VEM AÍ O MÊS DA BÍBLIA, EM 2025, COM A CARTA AOS ROMANOS - Por Frei Gilvander Moreira1
Reprodução Redes VirtuaisVem aí o mês da Bíblia: setembro. Por
que e para quê? Primeiro, porque dia 30 de setembro é dia de Jerônimo
(342-420), o grande estudioso da Bíblia nos manuscritos em hebraico e em grego
e o tradutor da Bíblia para o latim, a Vulgata. Um dos pilares dos Padres da
Igreja, Jerônimo colocou a Bíblia na linguagem do povo, o latim. Em segundo
lugar, porque, com a Opção pelos Pobres e a Dei Verbum, um dos ótimos
Documentos do Concílio Vaticano II (que aconteceu de 1962 a 1965), a leitura da
Bíblia a partir dos pobres, de forma comunitária, militante, (macro)ecumênica,
inter-religiosa e transformadora, foi incentivada e vem sendo feita há mais de cinquenta
anos. Inicialmente com Dia da Bíblia e sucessivamente, Tríduo Bíblico, Semana
Bíblica e, assim, pouco a pouco, setembro se tornou o Mês da Bíblia.
Em setembro de 2025, por escolha da
Igreja Católica, a Carta aos Romanos será o livro bíblico escolhido para
estudo e reflexão no Mês da
Bíblia, com o lema “A esperança não decepciona” (Rm 5,5), que nos coloca
em sintonia com o Ano Santo Jubilar da Igreja Católica, proclamado pelo Papa
Francisco, com o lema “Peregrinos de Esperança”.

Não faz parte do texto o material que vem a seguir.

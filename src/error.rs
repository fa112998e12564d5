//! Error taxonomy for the auth core and its consumers.

use thiserror::Error;

/// Why a credential check was denied.
///
/// Every variant collapses to the same generic wire response so callers
/// cannot probe which sub-condition failed; the variant itself is logged
/// and asserted on in tests.
#[derive(Debug, Clone, Copy, PartialEq, Eq)]
pub enum DenyReason {
    /// No active user with that email.
    UnknownEmail,
    /// Password verification failed.
    BadPassword,
    /// The account exists but is deactivated.
    InactiveAccount,
    /// Refresh token string not present in the store.
    TokenNotFound,
    /// Refresh token was revoked (logout or earlier rotation).
    TokenRevoked,
    /// Refresh token past its expiry.
    TokenExpired,
    /// A concurrent refresh rotated the token first.
    RotationLost,
}

impl DenyReason {
    pub fn as_str(&self) -> &'static str {
        match self {
            DenyReason::UnknownEmail => "unknown email",
            DenyReason::BadPassword => "bad password",
            DenyReason::InactiveAccount => "inactive account",
            DenyReason::TokenNotFound => "token not found",
            DenyReason::TokenRevoked => "token revoked",
            DenyReason::TokenExpired => "token expired",
            DenyReason::RotationLost => "lost rotation race",
        }
    }
}

/// Errors produced by the auth service and the stores beneath it.
///
/// The HTTP boundary maps each kind to exactly one status code; nothing
/// in the core formats a response itself.
#[derive(Debug, Error)]
pub enum ServiceError {
    /// Resource already exists (duplicate email or role code).
    #[error("{0} already exists")]
    Conflict(String),

    /// Credentials or token rejected. Uniform on the wire.
    #[error("unauthorized: {}", .0.as_str())]
    Unauthorized(DenyReason),

    /// Referenced entity is absent.
    #[error("{0} not found")]
    NotFound(String),

    /// Attempted mutation of a protected entity.
    #[error("{0}")]
    InvalidOperation(String),

    /// Password hashing/verification failure (malformed digest).
    #[error("cryptography error: {0}")]
    Crypto(String),

    #[error("database error: {0}")]
    Database(#[from] sqlx::Error),
}

impl ServiceError {
    /// The internal denial reason, if this is an authorization failure.
    pub fn deny_reason(&self) -> Option<DenyReason> {
        match self {
            ServiceError::Unauthorized(reason) => Some(*reason),
            _ => None,
        }
    }
}
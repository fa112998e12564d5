//! Refresh token storage: expiry, revocation, and single-use rotation.
//!
//! Revocation sets `revoked_at` and never deletes the row, so a replayed
//! token is distinguishable from one that never existed. The conditional
//! revoke UPDATE (`WHERE revoked_at IS NULL`) is the atomicity primitive:
//! of two concurrent rotations of the same token, exactly one sees a row
//! transition.

use chrono::{DateTime, Utc};
use sqlx::sqlite::SqlitePool;

/// A stored refresh token.
#[derive(Debug, Clone)]
pub struct RefreshTokenRecord {
    pub id: i64,
    pub user_id: i64,
    pub token: String,
    pub expires_at: DateTime<Utc>,
    pub created_at: String,
    pub revoked_at: Option<DateTime<Utc>>,
}

impl RefreshTokenRecord {
    /// A token is valid iff it was never revoked and has not expired.
    pub fn is_valid(&self, now: DateTime<Utc>) -> bool {
        self.revoked_at.is_none() && self.expires_at > now
    }
}

#[derive(sqlx::FromRow)]
struct TokenRow {
    id: i64,
    user_id: i64,
    token: String,
    expires_at: DateTime<Utc>,
    created_at: String,
    revoked_at: Option<DateTime<Utc>>,
}

impl From<TokenRow> for RefreshTokenRecord {
    fn from(row: TokenRow) -> Self {
        Self {
            id: row.id,
            user_id: row.user_id,
            token: row.token,
            expires_at: row.expires_at,
            created_at: row.created_at,
            revoked_at: row.revoked_at,
        }
    }
}

/// Store for refresh tokens.
pub struct RefreshTokenStore {
    pool: SqlitePool,
}

impl RefreshTokenStore {
    pub fn new(pool: SqlitePool) -> Self {
        Self { pool }
    }

    /// Persist a new refresh token. The UNIQUE constraint on the token
    /// string rejects a collision instead of overwriting; with 64 bytes
    /// of entropy the caller treats that as an infrastructure error.
    pub async fn create(
        &self,
        user_id: i64,
        token: &str,
        expires_at: DateTime<Utc>,
    ) -> Result<i64, sqlx::Error> {
        let result = sqlx::query(
            "INSERT INTO refresh_tokens (user_id, token, expires_at) VALUES (?, ?, ?)",
        )
        .bind(user_id)
        .bind(token)
        .bind(expires_at)
        .execute(&self.pool)
        .await?;
        Ok(result.last_insert_rowid())
    }

    /// Look up a token by its exact string.
    pub async fn find(&self, token: &str) -> Result<Option<RefreshTokenRecord>, sqlx::Error> {
        let row: Option<TokenRow> = sqlx::query_as(
            "SELECT id, user_id, token, expires_at, created_at, revoked_at
             FROM refresh_tokens WHERE token = ?",
        )
        .bind(token)
        .fetch_optional(&self.pool)
        .await?;
        Ok(row.map(RefreshTokenRecord::from))
    }

    /// Revoke a token. Returns true only when the row transitioned from
    /// live to revoked in this call; absent or already-revoked tokens
    /// return false. Idempotent.
    pub async fn revoke(&self, token: &str) -> Result<bool, sqlx::Error> {
        let result = sqlx::query(
            "UPDATE refresh_tokens SET revoked_at = ? WHERE token = ? AND revoked_at IS NULL",
        )
        .bind(Utc::now())
        .bind(token)
        .execute(&self.pool)
        .await?;
        Ok(result.rows_affected() > 0)
    }

    /// Rotate a refresh token: revoke the old one and persist its
    /// replacement in a single transaction.
    ///
    /// Returns false when the old token was already revoked (a concurrent
    /// rotation won); nothing is written in that case. If persisting the
    /// replacement fails, the transaction rolls back and the old token
    /// stays live.
    pub async fn rotate(
        &self,
        old_token: &str,
        user_id: i64,
        new_token: &str,
        expires_at: DateTime<Utc>,
    ) -> Result<bool, sqlx::Error> {
        let mut tx = self.pool.begin().await?;

        let revoked = sqlx::query(
            "UPDATE refresh_tokens SET revoked_at = ? WHERE token = ? AND revoked_at IS NULL",
        )
        .bind(Utc::now())
        .bind(old_token)
        .execute(&mut *tx)
        .await?;

        if revoked.rows_affected() == 0 {
            tx.rollback().await?;
            return Ok(false);
        }

        sqlx::query("INSERT INTO refresh_tokens (user_id, token, expires_at) VALUES (?, ?, ?)")
            .bind(user_id)
            .bind(new_token)
            .bind(expires_at)
            .execute(&mut *tx)
            .await?;

        tx.commit().await?;
        Ok(true)
    }

    /// Delete rows whose expiry is older than the cutoff. Revoked rows
    /// inside the window are kept for replay diagnostics.
    pub async fn delete_expired_before(
        &self,
        cutoff: DateTime<Utc>,
    ) -> Result<u64, sqlx::Error> {
        let result = sqlx::query("DELETE FROM refresh_tokens WHERE expires_at < ?")
            .bind(cutoff)
            .execute(&self.pool)
            .await?;
        Ok(result.rows_affected())
    }

}

#[cfg(test)]
mod tests {
    use super::*;
    use crate::db::Database;
    use chrono::Duration;

    async fn seed_user(db: &Database) -> i64 {
        db.users()
            .create("uuid-1", "alice@example.com", "hash", "Alice", "", "{}")
            .await
            .unwrap()
    }

    #[tokio::test]
    async fn test_create_and_find() {
        let db = Database::open(":memory:").await.unwrap();
        let user_id = seed_user(&db).await;
        let expires = Utc::now() + Duration::days(7);

        db.tokens().create(user_id, "tok-1", expires).await.unwrap();

        let record = db.tokens().find("tok-1").await.unwrap().unwrap();
        assert_eq!(record.user_id, user_id);
        assert!(record.revoked_at.is_none());
        assert!(record.is_valid(Utc::now()));

        assert!(db.tokens().find("absent").await.unwrap().is_none());
    }

    #[tokio::test]
    async fn test_token_strings_are_unique() {
        let db = Database::open(":memory:").await.unwrap();
        let user_id = seed_user(&db).await;
        let expires = Utc::now() + Duration::days(7);

        db.tokens().create(user_id, "tok-1", expires).await.unwrap();
        assert!(db.tokens().create(user_id, "tok-1", expires).await.is_err());
    }

    #[tokio::test]
    async fn test_revoke_is_terminal_and_idempotent() {
        let db = Database::open(":memory:").await.unwrap();
        let user_id = seed_user(&db).await;
        let expires = Utc::now() + Duration::days(7);
        db.tokens().create(user_id, "tok-1", expires).await.unwrap();

        assert!(db.tokens().revoke("tok-1").await.unwrap());
        assert!(!db.tokens().revoke("tok-1").await.unwrap());
        assert!(!db.tokens().revoke("never-existed").await.unwrap());

        let record = db.tokens().find("tok-1").await.unwrap().unwrap();
        assert!(record.revoked_at.is_some());
        assert!(!record.is_valid(Utc::now()));
    }

    #[tokio::test]
    async fn test_expired_token_is_invalid() {
        let db = Database::open(":memory:").await.unwrap();
        let user_id = seed_user(&db).await;
        let expires = Utc::now() - Duration::seconds(1);
        db.tokens().create(user_id, "tok-1", expires).await.unwrap();

        let record = db.tokens().find("tok-1").await.unwrap().unwrap();
        assert!(!record.is_valid(Utc::now()));
    }

    #[tokio::test]
    async fn test_rotate_replaces_token_once() {
        let db = Database::open(":memory:").await.unwrap();
        let user_id = seed_user(&db).await;
        let expires = Utc::now() + Duration::days(7);
        db.tokens().create(user_id, "old", expires).await.unwrap();

        assert!(db.tokens().rotate("old", user_id, "new-1", expires).await.unwrap());

        // The old token is spent: a second rotation must lose, and no
        // second replacement may appear.
        assert!(!db.tokens().rotate("old", user_id, "new-2", expires).await.unwrap());

        assert!(db.tokens().find("old").await.unwrap().unwrap().revoked_at.is_some());
        assert!(db.tokens().find("new-1").await.unwrap().is_some());
        assert!(db.tokens().find("new-2").await.unwrap().is_none());
    }

    #[tokio::test]
    async fn test_rotate_rolls_back_on_insert_failure() {
        let db = Database::open(":memory:").await.unwrap();
        let user_id = seed_user(&db).await;
        let expires = Utc::now() + Duration::days(7);
        db.tokens().create(user_id, "old", expires).await.unwrap();
        db.tokens().create(user_id, "taken", expires).await.unwrap();

        // Colliding replacement string violates UNIQUE; the old token
        // must not be left revoked with nothing to replace it.
        assert!(db.tokens().rotate("old", user_id, "taken", expires).await.is_err());
        let old = db.tokens().find("old").await.unwrap().unwrap();
        assert!(old.revoked_at.is_none());
    }

    #[tokio::test]
    async fn test_cleanup_prunes_only_expired() {
        let db = Database::open(":memory:").await.unwrap();
        let user_id = seed_user(&db).await;

        db.tokens()
            .create(user_id, "stale", Utc::now() - Duration::days(40))
            .await
            .unwrap();
        db.tokens()
            .create(user_id, "fresh", Utc::now() + Duration::days(7))
            .await
            .unwrap();

        let pruned = db
            .tokens()
            .delete_expired_before(Utc::now() - Duration::days(30))
            .await
            .unwrap();
        assert_eq!(pruned, 1);
        assert!(db.tokens().find("stale").await.unwrap().is_none());
        assert!(db.tokens().find("fresh").await.unwrap().is_some());
    }
}
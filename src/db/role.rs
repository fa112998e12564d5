//! Role storage and permission resolution.
//!
//! A role is a named bundle of permission strings. The sentinel
//! permission `*` grants everything. Role-to-user assignment lives in
//! the `user_roles` join table; resolution answers are always computed
//! from the current assignments, never cached.

use std::collections::BTreeSet;

use sqlx::sqlite::SqlitePool;

/// Permission wildcard granting every capability.
pub const WILDCARD_PERMISSION: &str = "*";

#[derive(Clone)]
pub struct RoleStore {
    pool: SqlitePool,
}

#[derive(Debug, Clone)]
pub struct Role {
    pub id: i64,
    pub uuid: String,
    pub code: String,
    pub name: String,
    pub description: String,
    pub permissions: Vec<String>,
    pub is_system: bool,
}

#[derive(sqlx::FromRow)]
struct RoleRow {
    id: i64,
    uuid: String,
    code: String,
    name: String,
    description: String,
    permissions: String,
    is_system: i32,
}

impl From<RoleRow> for Role {
    fn from(row: RoleRow) -> Self {
        Self {
            id: row.id,
            uuid: row.uuid,
            code: row.code,
            name: row.name,
            description: row.description,
            // Stored as a JSON array; an unreadable value degrades to
            // "no permissions" rather than poisoning every lookup.
            permissions: serde_json::from_str(&row.permissions).unwrap_or_default(),
            is_system: row.is_system != 0,
        }
    }
}

const ROLE_COLUMNS: &str = "id, uuid, code, name, description, permissions, is_system";

impl RoleStore {
    pub fn new(pool: SqlitePool) -> Self {
        Self { pool }
    }

    /// Get a role by its code (e.g. "ADMIN").
    pub async fn get_by_code(&self, code: &str) -> Result<Option<Role>, sqlx::Error> {
        let row: Option<RoleRow> =
            sqlx::query_as(&format!("SELECT {ROLE_COLUMNS} FROM roles WHERE code = ?"))
                .bind(code)
                .fetch_optional(&self.pool)
                .await?;
        Ok(row.map(Role::from))
    }

    /// Get a role by UUID.
    pub async fn get_by_uuid(&self, uuid: &str) -> Result<Option<Role>, sqlx::Error> {
        let row: Option<RoleRow> =
            sqlx::query_as(&format!("SELECT {ROLE_COLUMNS} FROM roles WHERE uuid = ?"))
                .bind(uuid)
                .fetch_optional(&self.pool)
                .await?;
        Ok(row.map(Role::from))
    }

    /// List all roles.
    pub async fn list(&self) -> Result<Vec<Role>, sqlx::Error> {
        let rows: Vec<RoleRow> =
            sqlx::query_as(&format!("SELECT {ROLE_COLUMNS} FROM roles ORDER BY id"))
                .fetch_all(&self.pool)
                .await?;
        Ok(rows.into_iter().map(Role::from).collect())
    }

    /// Create a custom (non-system) role. The caller is expected to have
    /// checked for a code conflict; the UNIQUE constraint backstops races.
    pub async fn create(
        &self,
        uuid: &str,
        code: &str,
        name: &str,
        description: &str,
        permissions: &[String],
    ) -> Result<i64, sqlx::Error> {
        let permissions_json =
            serde_json::to_string(permissions).unwrap_or_else(|_| "[]".to_string());
        let result = sqlx::query(
            "INSERT INTO roles (uuid, code, name, description, permissions, is_system)
             VALUES (?, ?, ?, ?, ?, 0)",
        )
        .bind(uuid)
        .bind(code)
        .bind(name)
        .bind(description)
        .bind(&permissions_json)
        .execute(&self.pool)
        .await?;
        Ok(result.last_insert_rowid())
    }

    /// Update a role's mutable fields. `None` leaves a field unchanged.
    /// System-role protection is enforced by the caller, which must look
    /// the role up first; this guard is the database-level backstop.
    pub async fn update(
        &self,
        uuid: &str,
        name: Option<&str>,
        description: Option<&str>,
        permissions: Option<&[String]>,
    ) -> Result<bool, sqlx::Error> {
        let permissions_json = permissions
            .map(|p| serde_json::to_string(p).unwrap_or_else(|_| "[]".to_string()));
        let result = sqlx::query(
            "UPDATE roles SET
                name = COALESCE(?, name),
                description = COALESCE(?, description),
                permissions = COALESCE(?, permissions),
                updated_at = datetime('now')
             WHERE uuid = ? AND is_system = 0",
        )
        .bind(name)
        .bind(description)
        .bind(permissions_json)
        .bind(uuid)
        .execute(&self.pool)
        .await?;
        Ok(result.rows_affected() > 0)
    }

    /// Delete a non-system role. Returns false when the role is absent
    /// or system-protected.
    pub async fn delete(&self, uuid: &str) -> Result<bool, sqlx::Error> {
        let result = sqlx::query("DELETE FROM roles WHERE uuid = ? AND is_system = 0")
            .bind(uuid)
            .execute(&self.pool)
            .await?;
        Ok(result.rows_affected() > 0)
    }

    /// Number of users currently holding a role.
    pub async fn assignment_count(&self, role_id: i64) -> Result<i64, sqlx::Error> {
        let count: (i64,) = sqlx::query_as("SELECT COUNT(*) FROM user_roles WHERE role_id = ?")
            .bind(role_id)
            .fetch_one(&self.pool)
            .await?;
        Ok(count.0)
    }

    /// All roles assigned to a user.
    pub async fn roles_of(&self, user_id: i64) -> Result<Vec<Role>, sqlx::Error> {
        let rows: Vec<RoleRow> = sqlx::query_as(
            "SELECT r.id, r.uuid, r.code, r.name, r.description, r.permissions, r.is_system
             FROM roles r
             JOIN user_roles ur ON ur.role_id = r.id
             WHERE ur.user_id = ?
             ORDER BY r.id",
        )
        .bind(user_id)
        .fetch_all(&self.pool)
        .await?;
        Ok(rows.into_iter().map(Role::from).collect())
    }

    /// Union of permission strings across all of a user's roles.
    /// The wildcard appears in the set as itself.
    pub async fn permissions_of(&self, user_id: i64) -> Result<BTreeSet<String>, sqlx::Error> {
        let roles = self.roles_of(user_id).await?;
        Ok(roles
            .into_iter()
            .flat_map(|role| role.permissions)
            .collect())
    }

    /// Point permission check: wildcard or exact match.
    pub async fn has_permission(
        &self,
        user_id: i64,
        permission: &str,
    ) -> Result<bool, sqlx::Error> {
        let permissions = self.permissions_of(user_id).await?;
        Ok(permissions.contains(WILDCARD_PERMISSION) || permissions.contains(permission))
    }

    /// Assign a role to a user, recording the assigning actor.
    /// Returns false (no error) when the code is unknown or the pair
    /// already exists.
    pub async fn assign(
        &self,
        user_id: i64,
        role_code: &str,
        assigned_by: &str,
    ) -> Result<bool, sqlx::Error> {
        let role: Option<(i64,)> = sqlx::query_as("SELECT id FROM roles WHERE code = ?")
            .bind(role_code)
            .fetch_optional(&self.pool)
            .await?;
        let Some((role_id,)) = role else {
            return Ok(false);
        };

        let result = sqlx::query(
            "INSERT OR IGNORE INTO user_roles (user_id, role_id, assigned_by) VALUES (?, ?, ?)",
        )
        .bind(user_id)
        .bind(role_id)
        .bind(assigned_by)
        .execute(&self.pool)
        .await?;
        Ok(result.rows_affected() > 0)
    }

    /// Remove a role from a user. Returns false when the pair is absent.
    pub async fn remove(&self, user_id: i64, role_code: &str) -> Result<bool, sqlx::Error> {
        let result = sqlx::query(
            "DELETE FROM user_roles
             WHERE user_id = ? AND role_id = (SELECT id FROM roles WHERE code = ?)",
        )
        .bind(user_id)
        .bind(role_code)
        .execute(&self.pool)
        .await?;
        Ok(result.rows_affected() > 0)
    }
}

Na Carta aos Romanos, especialmente em
Rm 13,1-14, buscando ajudar as primeiras comunidades cristãs e a nós atualmente
a enfrentar dificuldades e grandes desafios, o apóstolo Paulo lança luzes sobre
duas questões fundamentais: 1) COMO ENFRENTAR OU OBEDECER ÀS AUTORIDADES? 2)
COMO AMAR O PRÓXIMO?
A Carta aos Romanos nos interpela
de forma crítica e criativa a acolhermos a boa nova da gratuidade da salvação e
do caminho da fé de um modo que nos liberta da lei e de todo sistema religioso
que se considera condição para nossa salvação. Paulo destrói a diferença entre
crentes observantes, católicos praticantes e as outras pessoas que não praticam
a religião. Paulo nos convida a meditar sobre a fé como Boa notícia (Evangelho
de Salvação), que nos torna livres da dependência de todo sistema humano, seja
social e político, seja mesmo religioso.
A Carta aos Romanos é a mais
longa e densa do apóstolo Paulo. Com seus 16 capítulos, nos ajuda a viver a fé
como projeto de vida nova, não para que Deus nos salve, mas exatamente porque
Ele nos salvou “de graça” e nos deu o Espírito do seu Filho para nos libertar
do pecado e da própria lei (Rm 8). Na segunda parte da Carta, no capítulo 13,
Paulo nos dá orientações sobre como viver a fé e nos ensina a buscar luzes e
forças (inspirações) que nos ajudem a lidar com as autoridades, ou seja, como
enfrentar o autoritarismo nas várias áreas do exercício do poder: na política,
na economia, na religião e a aprimorar o jeito libertador de amarmos o/a
próximo/a nas relações interpessoais internas, nas comunidades e na
sociedade.
Como as primeiras comunidades
cristãs, que receberam a Carta do apóstolo Paulo aos Romanos, lidavam com as
autoridades do poder imperial, sediado em Roma? Enfrentavam-nas de “peito
aberto”, denunciando suas atrocidades e violências? Ou deveriam abaixar a
cabeça e engolir “a seco” as injustiças e as violências, pois se as
denunciassem, provocariam um agravamento da opressão? Deveriam buscar “brechas”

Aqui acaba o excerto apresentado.